Survivors of a deadly ambush on a convoy of mine workers in eastern Burkina Faso, say “so many” people are dead, while regional authorities initially put the death toll at 40.
A convoy of buses came under attack on Wednesday as they were transporting workers of a Canadian mining firm on a road leading to the Boungou mine, in the country’s eastern state of Borno.
Regional officials initially put the death toll at about 40, but a man, identified as Abel Kabore, who survived the attack told Reuters that “there were so many dead. It was over 100.”
A security source who works in the sector said that the convoy was likely carrying around 250 people.
Officials identified the bodies of 29 victims on Friday, said public prosecutor Harouna Yoda, but several are still missing.
“The three buses which were shot…We were on the ground. We saw everything,” Kabore was quoted by Reuters as saying while being treated at a hospital in the capital Ouagadougou.
He said the gunmen, speaking a foreign language, started shooting at three buses after a security vehicle escorting the convoy hit a landmine.
“The first two buses were able to escape,” he said, adding that of the people on his bus, “only 3 of us survived.”
Another survivor said the gunmen fired at the bus for an hour, and then came aboard to execute survivors.
“I pretended I was dead — that was all I could do,” he added.

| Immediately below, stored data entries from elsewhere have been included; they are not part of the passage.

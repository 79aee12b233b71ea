//! Conversation session: append-only history and the turn state machine.
//!
//! `Idle` accepts a submission; the user message is appended and the session
//! moves to `AwaitingResponse` until the bot reply for that turn is appended.
//! History lives only as long as the session value.

pub mod typing;

pub use typing::{ChatSession, TypingDelay};

use std::sync::Arc;

use chrono::Local;
use serde::Serialize;
use thiserror::Error;
use uuid::Uuid;

use crate::config::EngineConfig;
use crate::context::ContextProvider;
use crate::engine::templates::WELCOME;
use crate::engine::ResponseEngine;
use crate::models::{HealthContext, Message, MessageCategory};

#[derive(Error, Debug, Clone, PartialEq, Eq)]
pub enum SessionError {
    #[error("Message is empty")]
    EmptyInput,

    #[error("A response is already in progress")]
    ResponseInFlight,

    #[error("Turn {0} is not the turn awaiting a response")]
    StaleTurn(u64),

    #[error("Session lock poisoned")]
    LockPoisoned,
}

#[derive(Debug, Clone, Copy, PartialEq, Eq, Serialize)]
#[serde(rename_all = "snake_case")]
pub enum SessionState {
    Idle,
    AwaitingResponse,
}

/// A turn whose user message is appended but whose reply is not.
#[derive(Debug, Clone, PartialEq, Eq)]
pub struct PendingTurn {
    /// Id of the user message that opened the turn.
    pub turn_id: u64,
    pub text: String,
}

pub struct ConversationSession {
    id: Uuid,
    engine: Arc<ResponseEngine>,
    messages: Vec<Message>,
    next_id: u64,
    state: SessionState,
    pending: Option<u64>,
}

impl ConversationSession {
    /// New session seeded with the built-in welcome message.
    pub fn new(engine: Arc<ResponseEngine>) -> Self {
        Self::with_welcome(engine, WELCOME)
    }

    /// New session honoring the config's welcome override.
    pub fn from_config(engine: Arc<ResponseEngine>, config: &EngineConfig) -> Self {
        let welcome = config.welcome_message.as_deref().unwrap_or(WELCOME);
        Self::with_welcome(engine, welcome)
    }

    fn with_welcome(engine: Arc<ResponseEngine>, welcome: &str) -> Self {
        let mut session = Self {
            id: Uuid::new_v4(),
            engine,
            messages: Vec::new(),
            next_id: 1,
            state: SessionState::Idle,
            pending: None,
        };
        let id = session.allocate_id();
        session.messages.push(Message::bot(
            id,
            welcome.to_string(),
            MessageCategory::Suggestion,
            Local::now().naive_local(),
        ));
        tracing::info!(session_id = %session.id, "Conversation session started");
        session
    }

    pub fn id(&self) -> Uuid {
        self.id
    }

    pub fn state(&self) -> SessionState {
        self.state
    }

    pub fn is_responding(&self) -> bool {
        self.state == SessionState::AwaitingResponse
    }

    /// Read-only view in insertion order.
    pub fn messages(&self) -> &[Message] {
        &self.messages
    }

    /// Run a whole turn synchronously, reading `provider` once.
    pub fn submit(
        &mut self,
        text: &str,
        provider: &dyn ContextProvider,
    ) -> Result<&Message, SessionError> {
        let pending = self.begin_turn(text)?;
        let ctx = provider.health_context();
        self.complete_turn(pending, &ctx)
    }

    /// Append the user message and enter `AwaitingResponse`. Empty input and
    /// submissions during an in-flight turn are rejected without any change.
    pub fn begin_turn(&mut self, text: &str) -> Result<PendingTurn, SessionError> {
        if text.trim().is_empty() {
            return Err(SessionError::EmptyInput);
        }
        if self.is_responding() {
            return Err(SessionError::ResponseInFlight);
        }

        let turn_id = self.allocate_id();
        self.messages
            .push(Message::user(turn_id, text, Local::now().naive_local()));
        self.state = SessionState::AwaitingResponse;
        self.pending = Some(turn_id);
        tracing::debug!(session_id = %self.id, turn_id, "Turn started");

        Ok(PendingTurn {
            turn_id,
            text: text.to_string(),
        })
    }

    /// Generate and append the reply for `pending`, then return to `Idle`.
    pub fn complete_turn(
        &mut self,
        pending: PendingTurn,
        ctx: &HealthContext,
    ) -> Result<&Message, SessionError> {
        if self.pending != Some(pending.turn_id) {
            return Err(SessionError::StaleTurn(pending.turn_id));
        }

        let reply = self.engine.respond(&pending.text, ctx);
        let id = self.allocate_id();
        self.messages.push(Message::bot(
            id,
            reply.text,
            reply.category,
            Local::now().naive_local(),
        ));
        self.state = SessionState::Idle;
        self.pending = None;
        tracing::info!(
            session_id = %self.id,
            turn_id = pending.turn_id,
            intent = reply.intent.as_str(),
            category = reply.category.as_str(),
            "Turn completed"
        );

        Ok(&self.messages[self.messages.len() - 1])
    }

    fn allocate_id(&mut self) -> u64 {
        let id = self.next_id;
        self.next_id += 1;
        id
    }
}

#[cfg(test)]
mod tests {
    use super::*;
    use crate::models::{RecentVitals, Sender};

    fn session() -> ConversationSession {
        ConversationSession::new(Arc::new(ResponseEngine::default()))
    }

    #[test]
    fn starts_with_welcome() {
        let s = session();
        assert_eq!(s.messages().len(), 1);
        let welcome = &s.messages()[0];
        assert_eq!(welcome.id, 1);
        assert_eq!(welcome.sender, Sender::Bot);
        assert_eq!(welcome.category, Some(MessageCategory::Suggestion));
        assert!(welcome.text.contains("ChatMate"));
        assert_eq!(s.state(), SessionState::Idle);
    }

    #[test]
    fn welcome_override_from_config() {
        let config = EngineConfig {
            welcome_message: Some("Welcome back!".into()),
            ..EngineConfig::immediate()
        };
        let s = ConversationSession::from_config(Arc::new(ResponseEngine::default()), &config);
        assert_eq!(s.messages()[0].text, "Welcome back!");
    }

    #[test]
    fn three_turns_give_six_ordered_messages() {
        let mut s = session();
        let ctx = HealthContext::default();
        for text in ["hello there", "I have a headache", "thanks"] {
            s.submit(text, &ctx).unwrap();
        }

        let turns = &s.messages()[1..];
        assert_eq!(turns.len(), 6);
        for pair in turns.chunks(2) {
            assert_eq!(pair[0].sender, Sender::User);
            assert_eq!(pair[1].sender, Sender::Bot);
            assert!(pair[1].category.is_some());
        }
        assert!(s.messages().windows(2).all(|w| w[0].id < w[1].id));
        assert!(s.messages().windows(2).all(|w| w[0].timestamp <= w[1].timestamp));
        assert!(turns[3].text.ends_with("on a scale of 1-10?"));
        assert_eq!(turns[4].text, "thanks");
    }

    #[test]
    fn empty_input_is_a_no_op() {
        let mut s = session();
        let ctx = HealthContext::default();
        assert_eq!(s.submit("", &ctx).unwrap_err(), SessionError::EmptyInput);
        assert_eq!(s.submit("  \n\t", &ctx).unwrap_err(), SessionError::EmptyInput);
        assert_eq!(s.messages().len(), 1);
        assert!(!s.is_responding());
    }

    #[test]
    fn one_turn_in_flight_at_a_time() {
        let mut s = session();
        let pending = s.begin_turn("I feel dizzy").unwrap();
        assert!(s.is_responding());
        assert_eq!(
            s.begin_turn("hello?").unwrap_err(),
            SessionError::ResponseInFlight
        );
        assert_eq!(s.messages().len(), 2);

        let reply = s.complete_turn(pending, &HealthContext::default()).unwrap();
        assert_eq!(reply.id, 3);
        assert!(!s.is_responding());
    }

    #[test]
    fn stale_turn_is_rejected() {
        let mut s = session();
        let pending = s.begin_turn("I feel dizzy").unwrap();
        let stale = pending.clone();
        s.complete_turn(pending, &HealthContext::default()).unwrap();
        assert_eq!(
            s.complete_turn(stale, &HealthContext::default()).unwrap_err(),
            SessionError::StaleTurn(2)
        );
        assert_eq!(s.messages().len(), 3);
    }

    #[test]
    fn emergency_turn_is_a_warning() {
        let mut s = session();
        let reply = s
            .submit("I can't breathe", &HealthContext::default())
            .unwrap();
        assert_eq!(reply.category, Some(MessageCategory::Warning));
        assert!(reply.text.contains("emergency services"));
    }

    #[test]
    fn provider_snapshot_personalizes_reply() {
        let mut s = session();
        let ctx = HealthContext::default().with_vitals(RecentVitals {
            heart_rate: Some(72),
            ..Default::default()
        });
        let reply = s.submit("how is my heart rate", &ctx).unwrap();
        assert!(reply.text.contains("72 bpm"));
    }
}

Another wounded survivor described the scene of the attack, saying, “People were trying to go back into the buses. I tried to run away into the bush, and saw that they (the attackers) went back onto the buses, opened the doors and tried to kill everyone.”
Burkina Faso, a former French colony, has been plagued with violence for three year, since an insurgency began spreading into the nation from neighboring Mali in 2015.
Ever since, more than 500 people have died in attacks that have become increasingly violent, especially in the north and the east, AFP reported.
Outfits affiliated with al-Qaeda and the Daesh Takfiri terrorist groups have used central and northern Mali as a launch pad for growing numbers of attacks across the Sahel region, especially on neighbors Niger and Burkina Faso.